Document Processing Gateway

Overview

This project implements a document processing backend that orchestrates a configurable pipeline, executes it asynchronously, and publishes lifecycle events using Redis Streams.

The system is designed to demonstrate:

asynchronous processing
pipeline orchestration
event-driven architecture
resiliency strategies
clean separation of concerns

Tech Stack

Python 3.12
Django + Django REST Framework
MySQL
Redis
django-rq (background jobs)
Redis Streams (event streaming)
Docker & Docker Compose

Architecture

flowchart TD
    Client[Client] --> API[Django REST API]
    API --> JobService[JobService]
    JobService --> DB[(MySQL)]
    JobService --> Queue[Redis Queue RQ]

    Queue --> Worker[RQ Worker]
    Worker --> Task[process_job]
    Task --> Pipeline[ProcessingPipeline]

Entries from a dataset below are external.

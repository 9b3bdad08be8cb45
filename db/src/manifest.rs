//! Manifest of compiled artifacts.
//!
//! The manifest records, per table, the authoritative physical column
//! order, the primary-key column, and a SHA-256 checksum of every artifact
//! written for it. It lets tooling answer "which column order does
//! `INSERT_SHIP` expect?" without parsing SQL, and detect artifacts that
//! were hand-edited or deleted since the last compile.
//!
//! # Examples
//!
//! ```no_run
//! use sqlforge_core::{PrimaryKey, TableDeclaration, compile_table};
//! use sqlforge_db::{ArtifactManifest, ArtifactStore};
//!
//! let store = ArtifactStore::new("artifacts/ddl", "artifacts/dml");
//! let compiled = compile_table(
//!     &TableDeclaration::new("WIDGET").column("id", "").primary_key(PrimaryKey::new("id")),
//! )
//! .unwrap();
//! store.persist_table(&compiled).unwrap();
//!
//! let mut manifest = ArtifactManifest::new(env!("CARGO_PKG_VERSION"));
//! manifest.record(&compiled);
//! manifest.save("artifacts/manifest.json").unwrap();
//!
//! assert!(manifest.verify(&store).unwrap().is_empty());
//! ```

use std::collections::BTreeMap;
use std::io::{BufReader, BufWriter};
use std::path::Path;

use chrono::{SecondsFormat, Utc};
use serde::{Deserialize, Serialize};
use sha2::{Digest, Sha256};
use sqlforge_core::CompiledTable;

use crate::artifacts::ArtifactStore;
use crate::error::{Result, StoreError};

/// Manifest file name inside the artifact root.
pub const MANIFEST_FILE: &str = "manifest.json";

/// Per-table record in the manifest.
#[derive(Debug, Clone, PartialEq, Eq, Serialize, Deserialize)]
pub struct TableEntry {
    /// Authoritative physical column order.
    pub columns: Vec<String>,
    /// Primary-key column, if any.
    #[serde(default, skip_serializing_if = "Option::is_none")]
    pub primary_key: Option<String>,
    /// SHA-256 hex digest of each artifact, keyed by artifact name.
    pub artifacts: BTreeMap<String, String>,
    /// RFC 3339 timestamp of the compile that produced this entry.
    pub compiled_at: String,
}

/// Why an artifact failed verification.
#[derive(Debug, Clone, PartialEq, Eq)]
pub enum ArtifactDrift {
    /// The artifact file no longer exists.
    Missing(String),
    /// The artifact's content differs from the recorded checksum.
    Modified(String),
}

/// Top-level manifest of compiled tables.
///
/// Persisted as pretty-printed JSON at the artifact store root.
#[derive(Debug, Clone, PartialEq, Eq, Serialize, Deserialize)]
pub struct ArtifactManifest {
    /// Manifest format version.
    pub version: String,
    /// Version of the tool that compiled the artifacts.
    pub tool_version: String,
    /// RFC 3339 timestamp of the last update.
    pub updated_at: String,
    /// Per-table entries keyed by table name.
    pub tables: BTreeMap<String, TableEntry>,
}

impl ArtifactManifest {
    /// Creates an empty manifest.
    pub fn new(tool_version: impl Into<String>) -> Self {
        Self {
            version: "1.0".to_string(),
            tool_version: tool_version.into(),
            updated_at: now_rfc3339(),
            tables: BTreeMap::new(),
        }
    }

    /// Loads a manifest from a JSON file.
    ///
    /// # Errors
    ///
    /// Returns [`IoError`](crate::StoreError::IoError) if the file cannot
    /// be read, or [`JsonError`](crate::StoreError::JsonError) if the
    /// content is not valid manifest JSON.
    pub fn load(path: impl AsRef<Path>) -> Result<Self> {
        let file = std::fs::File::open(path)?;
        let reader = BufReader::new(file);
        let manifest = serde_json::from_reader(reader)?;
        Ok(manifest)
    }

    /// Loads the manifest at `path`, or starts an empty one if absent.
    pub fn load_or_new(path: impl AsRef<Path>, tool_version: &str) -> Result<Self> {
        match Self::load(path) {
            Ok(manifest) => Ok(manifest),
            Err(StoreError::IoError(e)) if e.kind() == std::io::ErrorKind::NotFound => {
                Ok(Self::new(tool_version))
            }
            Err(e) => Err(e),
        }
    }

    /// Saves the manifest as pretty-printed JSON.
    pub fn save(&self, path: impl AsRef<Path>) -> Result<()> {
        let path = path.as_ref();
        if let Some(parent) = path.parent() {
            std::fs::create_dir_all(parent)?;
        }
        let file = std::fs::File::create(path)?;
        let writer = BufWriter::new(file);
        serde_json::to_writer_pretty(writer, self)?;
        Ok(())
    }

    /// Records (or replaces) the entry for a compiled table.
    pub fn record(&mut self, compiled: &CompiledTable) {
        let now = now_rfc3339();
        let artifacts = compiled
            .artifacts
            .iter()
            .map(|a| (a.name(), checksum(a.sql.as_bytes())))
            .collect();
        self.tables.insert(
            compiled.table.clone(),
            TableEntry {
                columns: compiled.columns.clone(),
                primary_key: compiled.primary_key.clone(),
                artifacts,
                compiled_at: now.clone(),
            },
        );
        self.updated_at = now;
    }

    /// Removes a table's entry.
    pub fn forget(&mut self, table: &str) -> Option<TableEntry> {
        self.tables.remove(table)
    }

    /// Returns the entry for `table`.
    pub fn get(&self, table: &str) -> Option<&TableEntry> {
        self.tables.get(table)
    }

    /// Returns `true` if `table` has an entry.
    pub fn contains(&self, table: &str) -> bool {
        self.tables.contains_key(table)
    }

    /// Checks every recorded artifact against the store.
    ///
    /// Returns the drifted artifacts; an empty vector means the store
    /// matches the manifest.
    pub fn verify(&self, store: &ArtifactStore) -> Result<Vec<ArtifactDrift>> {
        let mut drift = Vec::new();
        for entry in self.tables.values() {
            for (name, expected) in &entry.artifacts {
                match store.load(name) {
                    Ok(sql) => {
                        if checksum(sql.as_bytes()) != *expected {
                            drift.push(ArtifactDrift::Modified(name.clone()));
                        }
                    }
                    Err(StoreError::EmptyArtifact(_)) => {
                        drift.push(ArtifactDrift::Missing(name.clone()));
                    }
                    Err(e) => return Err(e),
                }
            }
        }
        Ok(drift)
    }
}

/// SHA-256 hex digest of `bytes`.
pub fn checksum(bytes: &[u8]) -> String {
    let hash = Sha256::digest(bytes);
    hash.iter().map(|b| format!("{b:02x}")).collect()
}

fn now_rfc3339() -> String {
    Utc::now().to_rfc3339_opts(SecondsFormat::Secs, true)
}
//! Column type and default-literal resolution.
//!
//! Maps a column's representative default value and the table's
//! [`ConstraintSet`] to a SQL type, a `DEFAULT` literal, and an optional
//! documentary comment. Nothing here fails: values with no natural SQL
//! mapping fall back to `TEXT`.

use crate::{ColumnValue, ConstraintSet, SqlType};

/// Substrings marking a default value as a rendering placeholder rather
/// than real data. The first match names the comment.
pub const PLACEHOLDER_MARKERS: &[&str] =
    &["Surface", "Rect", "Color", "Font", "Sound", "Sprite"];

/// A physical column ready to be rendered into `CREATE TABLE`.
#[derive(Debug, Clone, PartialEq, Eq)]
pub struct ResolvedColumn {
    /// Physical column name.
    pub name: String,
    /// Resolved SQL type.
    pub sql_type: SqlType,
    /// Rendered default literal (e.g. `''`, `1`, `0.5`).
    pub default_literal: String,
    /// Placeholder object type, if the default looked like one.
    pub comment: Option<String>,
}

impl ResolvedColumn {
    /// Renders the column definition line.
    ///
    /// # Examples
    ///
    /// ```
    /// use sqlforge_core::{ColumnValue, ConstraintSet, resolve_column};
    ///
    /// let col = resolve_column("active", &ColumnValue::Boolean(true), &ConstraintSet::default());
    /// assert_eq!(col.definition(), "active BOOLEAN DEFAULT 1");
    /// ```
    pub fn definition(&self) -> String {
        let mut line = format!(
            "{} {} DEFAULT {}",
            self.name, self.sql_type, self.default_literal
        );
        if let Some(kind) = &self.comment {
            line.push_str(&format!(" /* {kind} object */"));
        }
        line
    }
}

/// Infers the SQL type of a representative value.
///
/// Opaque and structured values fall back to `TEXT`.
pub fn infer_type(value: &ColumnValue) -> SqlType {
    match value {
        ColumnValue::Text(_) => SqlType::Text,
        ColumnValue::Boolean(_) => SqlType::Boolean,
        ColumnValue::Float(_) => SqlType::Numeric,
        ColumnValue::Integer(_) => SqlType::Integer,
        ColumnValue::Opaque { .. } | ColumnValue::Json(_) => SqlType::Text,
    }
}

/// Quotes `text` as a SQL string literal.
pub fn quote(text: &str) -> String {
    format!("'{}'", text.replace('\'', "''"))
}

/// Renders `value` as a literal for a column of type `sql_type`.
///
/// Booleans become `1`/`0`. Numeric and boolean values of
/// `INTEGER`/`NUMERIC`/`BOOLEAN` columns are emitted bare; everything else
/// is quoted, including a text default on a column whose type was hinted
/// numeric.
pub fn render_literal(value: &ColumnValue, sql_type: SqlType) -> String {
    let raw = match value {
        ColumnValue::Boolean(b) => u8::from(*b).to_string(),
        other => other.printable(),
    };
    let bare_type = sql_type.is_numeric() || sql_type == SqlType::Boolean;
    let bare_value = matches!(
        value,
        ColumnValue::Boolean(_) | ColumnValue::Integer(_) | ColumnValue::Float(_)
    );
    if bare_type && bare_value {
        raw
    } else {
        quote(&raw)
    }
}

/// Renders a value for an `IN (...)` list, using the value's own type.
pub fn render_check_value(value: &ColumnValue) -> String {
    render_literal(value, infer_type(value))
}

/// Returns the placeholder marker contained in the value's printable form.
pub fn placeholder_kind(value: &ColumnValue) -> Option<&'static str> {
    let printable = value.printable();
    PLACEHOLDER_MARKERS
        .iter()
        .copied()
        .find(|marker| printable.contains(marker))
}

/// Resolves one physical column.
///
/// JSON columns are forced to `JSON`; a primary-key type hint overrides
/// the inferred type of the key column.
pub fn resolve_column(
    name: &str,
    default: &ColumnValue,
    constraints: &ConstraintSet,
) -> ResolvedColumn {
    let hinted = constraints
        .primary_key
        .as_ref()
        .filter(|pk| pk.column == name)
        .and_then(|pk| pk.sql_type);

    let sql_type = if constraints.is_json(name) {
        SqlType::Json
    } else {
        hinted.unwrap_or_else(|| infer_type(default))
    };

    ResolvedColumn {
        name: name.to_string(),
        sql_type,
        default_literal: render_literal(default, sql_type),
        comment: placeholder_kind(default).map(str::to_string),
    }
}

#[cfg(test)]
mod tests {
    use super::*;
    use crate::PrimaryKey;

    fn none() -> ConstraintSet {
        ConstraintSet::default()
    }

    #[test]
    fn test_type_mapping() {
        assert_eq!(infer_type(&ColumnValue::text("")), SqlType::Text);
        assert_eq!(infer_type(&ColumnValue::Boolean(false)), SqlType::Boolean);
        assert_eq!(infer_type(&ColumnValue::Float(1.5)), SqlType::Numeric);
        assert_eq!(infer_type(&ColumnValue::Integer(7)), SqlType::Integer);
    }

    #[test]
    fn test_unknown_values_fall_back_to_text() {
        assert_eq!(infer_type(&ColumnValue::opaque("<object>")), SqlType::Text);
        assert_eq!(
            infer_type(&ColumnValue::Json(serde_json::json!({"a": 1}))),
            SqlType::Text
        );
    }

    #[test]
    fn test_json_column_forced() {
        let mut constraints = none();
        constraints.json_columns.push("tags".into());
        let col = resolve_column("tags", &ColumnValue::Integer(0), &constraints);
        assert_eq!(col.sql_type, SqlType::Json);
        assert_eq!(col.default_literal, "'0'");
    }

    #[test]
    fn test_default_literals() {
        let c = none();
        assert_eq!(resolve_column("a", &ColumnValue::text(""), &c).default_literal, "''");
        assert_eq!(resolve_column("a", &true.into(), &c).default_literal, "1");
        assert_eq!(resolve_column("a", &false.into(), &c).default_literal, "0");
        assert_eq!(resolve_column("a", &42.into(), &c).default_literal, "42");
        assert_eq!(resolve_column("a", &0.5.into(), &c).default_literal, "0.5");
        assert_eq!(resolve_column("a", &0.0.into(), &c).default_literal, "0.0");
    }

    #[test]
    fn test_quotes_are_escaped() {
        let col = resolve_column("name", &ColumnValue::text("O'Neil"), &none());
        assert_eq!(col.default_literal, "'O''Neil'");
    }

    #[test]
    fn test_placeholder_comment() {
        let col = resolve_column(
            "sprite",
            &ColumnValue::opaque("<Surface(32x32x32 SW)>"),
            &none(),
        );
        assert_eq!(col.comment.as_deref(), Some("Surface"));
        assert_eq!(
            col.definition(),
            "sprite TEXT DEFAULT '<Surface(32x32x32 SW)>' /* Surface object */"
        );

        let plain = resolve_column("label", &ColumnValue::text("Button"), &none());
        assert!(plain.comment.is_none());
    }

    #[test]
    fn test_primary_key_type_hint() {
        let mut constraints = none();
        constraints.primary_key = Some(PrimaryKey::new("id").with_type(SqlType::Integer));
        let col = resolve_column("id", &ColumnValue::Integer(0), &constraints);
        assert_eq!(col.sql_type, SqlType::Integer);
        assert_eq!(col.default_literal, "0");

        let other = resolve_column("label", &ColumnValue::text("0"), &constraints);
        assert_eq!(other.sql_type, SqlType::Text);
    }

    #[test]
    fn test_hinted_key_with_text_default_stays_quoted() {
        let mut constraints = none();
        constraints.primary_key = Some(PrimaryKey::new("id").with_type(SqlType::Integer));

        let empty = resolve_column("id", &ColumnValue::text(""), &constraints);
        assert_eq!(empty.sql_type, SqlType::Integer);
        assert_eq!(empty.definition(), "id INTEGER DEFAULT ''");

        let spaced = resolve_column("id", &ColumnValue::text("it's new"), &constraints);
        assert_eq!(spaced.default_literal, "'it''s new'");

        let boolean_hint = PrimaryKey::new("id").with_type(SqlType::Boolean);
        constraints.primary_key = Some(boolean_hint);
        let flag = resolve_column("id", &ColumnValue::text("yes"), &constraints);
        assert_eq!(flag.default_literal, "'yes'");
    }

    #[test]
    fn test_check_values_use_own_type() {
        assert_eq!(render_check_value(&ColumnValue::text("red")), "'red'");
        assert_eq!(render_check_value(&ColumnValue::Integer(3)), "3");
        assert_eq!(render_check_value(&ColumnValue::Boolean(true)), "1");
    }
}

    Pipeline --> Extractor[Extractor Provider]
    Extractor --> Fast[FastExtractor]
    Extractor --> Slow[SlowExtractor]

    Pipeline --> Analyzer[Analyzer Provider]
    Pipeline --> Enricher[Enricher Provider]

    Pipeline --> DB
    Pipeline --> Stream[Redis Streams job_events]

    Stream --> Consumer[consume_event command]
    Consumer --> Logs[Logs / downstream simulation]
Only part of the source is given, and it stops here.